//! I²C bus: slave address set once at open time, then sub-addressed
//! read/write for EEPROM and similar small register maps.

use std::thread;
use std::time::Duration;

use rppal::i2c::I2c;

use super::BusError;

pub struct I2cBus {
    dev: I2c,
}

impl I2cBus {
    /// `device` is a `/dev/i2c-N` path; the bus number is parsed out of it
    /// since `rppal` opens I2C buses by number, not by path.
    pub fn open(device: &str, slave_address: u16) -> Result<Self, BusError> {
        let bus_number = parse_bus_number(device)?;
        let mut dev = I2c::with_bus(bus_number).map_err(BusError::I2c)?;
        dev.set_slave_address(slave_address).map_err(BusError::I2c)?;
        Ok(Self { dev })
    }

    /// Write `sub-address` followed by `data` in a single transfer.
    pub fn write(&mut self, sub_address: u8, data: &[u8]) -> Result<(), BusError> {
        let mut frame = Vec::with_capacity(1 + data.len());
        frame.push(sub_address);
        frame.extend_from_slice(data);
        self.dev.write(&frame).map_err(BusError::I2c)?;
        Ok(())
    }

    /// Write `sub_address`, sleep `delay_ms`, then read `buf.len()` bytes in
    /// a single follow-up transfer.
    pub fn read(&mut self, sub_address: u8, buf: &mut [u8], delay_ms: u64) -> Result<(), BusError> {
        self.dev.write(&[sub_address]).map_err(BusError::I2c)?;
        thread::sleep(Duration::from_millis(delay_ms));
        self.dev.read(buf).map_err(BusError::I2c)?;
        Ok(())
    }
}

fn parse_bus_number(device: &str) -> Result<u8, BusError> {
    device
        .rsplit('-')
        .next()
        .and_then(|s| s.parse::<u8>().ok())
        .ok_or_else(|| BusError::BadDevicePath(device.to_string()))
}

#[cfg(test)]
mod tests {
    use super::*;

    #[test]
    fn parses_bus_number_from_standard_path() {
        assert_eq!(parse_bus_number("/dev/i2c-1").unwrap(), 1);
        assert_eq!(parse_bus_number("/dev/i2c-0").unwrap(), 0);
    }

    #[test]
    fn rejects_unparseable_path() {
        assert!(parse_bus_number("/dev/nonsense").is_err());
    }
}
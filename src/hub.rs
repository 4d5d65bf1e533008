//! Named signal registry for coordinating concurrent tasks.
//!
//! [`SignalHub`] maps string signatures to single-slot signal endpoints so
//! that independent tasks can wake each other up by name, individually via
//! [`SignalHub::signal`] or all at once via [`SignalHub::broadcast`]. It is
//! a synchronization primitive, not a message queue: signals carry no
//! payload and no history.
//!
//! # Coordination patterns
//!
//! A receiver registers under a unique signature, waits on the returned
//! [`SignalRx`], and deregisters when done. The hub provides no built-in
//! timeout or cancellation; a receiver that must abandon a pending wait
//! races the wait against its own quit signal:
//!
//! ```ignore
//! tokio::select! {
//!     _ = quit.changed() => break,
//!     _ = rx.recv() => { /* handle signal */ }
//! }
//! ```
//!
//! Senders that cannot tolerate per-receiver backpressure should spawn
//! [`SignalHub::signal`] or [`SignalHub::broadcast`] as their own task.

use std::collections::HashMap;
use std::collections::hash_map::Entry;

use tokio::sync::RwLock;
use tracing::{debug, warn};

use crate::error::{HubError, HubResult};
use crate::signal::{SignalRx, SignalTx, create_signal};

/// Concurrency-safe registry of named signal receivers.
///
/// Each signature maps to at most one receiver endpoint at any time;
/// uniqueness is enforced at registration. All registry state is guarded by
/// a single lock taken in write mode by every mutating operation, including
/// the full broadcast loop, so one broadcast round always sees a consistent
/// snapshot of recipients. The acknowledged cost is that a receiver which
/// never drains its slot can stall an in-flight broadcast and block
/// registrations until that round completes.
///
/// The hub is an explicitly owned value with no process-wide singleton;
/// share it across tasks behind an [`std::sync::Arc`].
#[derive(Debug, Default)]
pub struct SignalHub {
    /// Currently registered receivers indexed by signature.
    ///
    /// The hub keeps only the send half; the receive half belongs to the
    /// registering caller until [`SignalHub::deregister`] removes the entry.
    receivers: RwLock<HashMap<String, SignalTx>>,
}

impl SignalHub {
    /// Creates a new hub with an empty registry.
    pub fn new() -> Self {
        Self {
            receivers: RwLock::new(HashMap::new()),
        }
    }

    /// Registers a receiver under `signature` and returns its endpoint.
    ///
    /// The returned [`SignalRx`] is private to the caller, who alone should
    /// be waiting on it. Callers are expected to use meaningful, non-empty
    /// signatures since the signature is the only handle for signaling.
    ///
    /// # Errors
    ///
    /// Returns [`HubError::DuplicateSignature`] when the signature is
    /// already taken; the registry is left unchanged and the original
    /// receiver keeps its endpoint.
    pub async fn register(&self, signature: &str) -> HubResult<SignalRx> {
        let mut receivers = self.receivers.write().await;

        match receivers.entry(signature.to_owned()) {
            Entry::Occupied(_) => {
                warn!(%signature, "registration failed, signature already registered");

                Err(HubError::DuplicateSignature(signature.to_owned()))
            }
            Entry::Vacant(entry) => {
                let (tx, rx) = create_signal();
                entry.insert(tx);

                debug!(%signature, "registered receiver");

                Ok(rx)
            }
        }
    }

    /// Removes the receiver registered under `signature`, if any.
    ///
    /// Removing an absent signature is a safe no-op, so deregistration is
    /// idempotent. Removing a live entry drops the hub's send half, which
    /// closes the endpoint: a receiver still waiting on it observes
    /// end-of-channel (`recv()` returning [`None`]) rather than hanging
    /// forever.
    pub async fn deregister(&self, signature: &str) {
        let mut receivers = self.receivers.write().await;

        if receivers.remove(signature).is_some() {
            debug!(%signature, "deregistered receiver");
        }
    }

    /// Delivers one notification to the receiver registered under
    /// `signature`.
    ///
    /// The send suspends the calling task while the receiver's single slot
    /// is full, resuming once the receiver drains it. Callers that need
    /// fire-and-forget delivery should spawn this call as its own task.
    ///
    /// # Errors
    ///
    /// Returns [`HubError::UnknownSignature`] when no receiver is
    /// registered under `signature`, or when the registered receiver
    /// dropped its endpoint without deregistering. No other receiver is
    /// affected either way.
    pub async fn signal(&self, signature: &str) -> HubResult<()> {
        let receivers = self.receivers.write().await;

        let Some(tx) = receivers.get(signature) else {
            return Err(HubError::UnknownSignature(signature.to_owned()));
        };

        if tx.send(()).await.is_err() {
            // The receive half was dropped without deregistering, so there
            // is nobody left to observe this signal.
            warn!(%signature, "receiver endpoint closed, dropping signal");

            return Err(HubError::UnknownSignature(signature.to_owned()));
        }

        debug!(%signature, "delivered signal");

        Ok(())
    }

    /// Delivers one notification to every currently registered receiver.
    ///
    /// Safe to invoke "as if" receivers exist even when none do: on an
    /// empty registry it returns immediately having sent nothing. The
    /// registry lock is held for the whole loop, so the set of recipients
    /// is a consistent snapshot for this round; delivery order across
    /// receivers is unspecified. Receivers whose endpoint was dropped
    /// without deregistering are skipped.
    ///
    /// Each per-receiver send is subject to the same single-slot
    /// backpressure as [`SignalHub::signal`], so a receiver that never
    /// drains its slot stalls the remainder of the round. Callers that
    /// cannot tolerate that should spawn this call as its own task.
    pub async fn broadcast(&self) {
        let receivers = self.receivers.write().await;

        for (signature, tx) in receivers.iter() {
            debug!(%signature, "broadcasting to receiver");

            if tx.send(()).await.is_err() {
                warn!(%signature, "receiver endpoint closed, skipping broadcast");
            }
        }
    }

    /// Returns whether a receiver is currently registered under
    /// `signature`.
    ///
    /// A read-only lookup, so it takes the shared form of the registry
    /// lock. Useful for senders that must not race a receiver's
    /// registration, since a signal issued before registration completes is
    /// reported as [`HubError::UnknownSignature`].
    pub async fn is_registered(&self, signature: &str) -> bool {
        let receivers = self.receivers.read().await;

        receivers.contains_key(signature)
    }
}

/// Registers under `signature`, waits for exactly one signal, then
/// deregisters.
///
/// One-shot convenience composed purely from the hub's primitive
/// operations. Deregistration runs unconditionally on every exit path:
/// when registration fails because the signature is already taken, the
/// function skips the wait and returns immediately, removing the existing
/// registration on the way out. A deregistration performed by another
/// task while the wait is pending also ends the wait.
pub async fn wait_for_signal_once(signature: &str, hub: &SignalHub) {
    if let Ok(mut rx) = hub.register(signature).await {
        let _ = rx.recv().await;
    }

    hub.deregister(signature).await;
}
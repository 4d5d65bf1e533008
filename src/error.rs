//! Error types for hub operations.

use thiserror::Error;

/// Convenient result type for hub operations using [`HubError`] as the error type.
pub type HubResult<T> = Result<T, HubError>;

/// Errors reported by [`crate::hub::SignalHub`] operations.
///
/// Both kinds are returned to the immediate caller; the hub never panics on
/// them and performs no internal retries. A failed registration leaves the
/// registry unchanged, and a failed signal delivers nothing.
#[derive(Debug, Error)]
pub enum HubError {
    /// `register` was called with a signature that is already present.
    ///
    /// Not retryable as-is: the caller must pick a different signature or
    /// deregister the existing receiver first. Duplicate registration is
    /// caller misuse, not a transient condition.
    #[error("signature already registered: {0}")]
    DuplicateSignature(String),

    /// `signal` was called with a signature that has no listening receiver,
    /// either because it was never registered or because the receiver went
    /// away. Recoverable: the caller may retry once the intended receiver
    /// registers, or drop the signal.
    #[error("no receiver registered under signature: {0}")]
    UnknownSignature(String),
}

· · · · · · ·

What is required: Find how many lines of the listing include the word "operations" and answer with that count by itself.

Task response: 4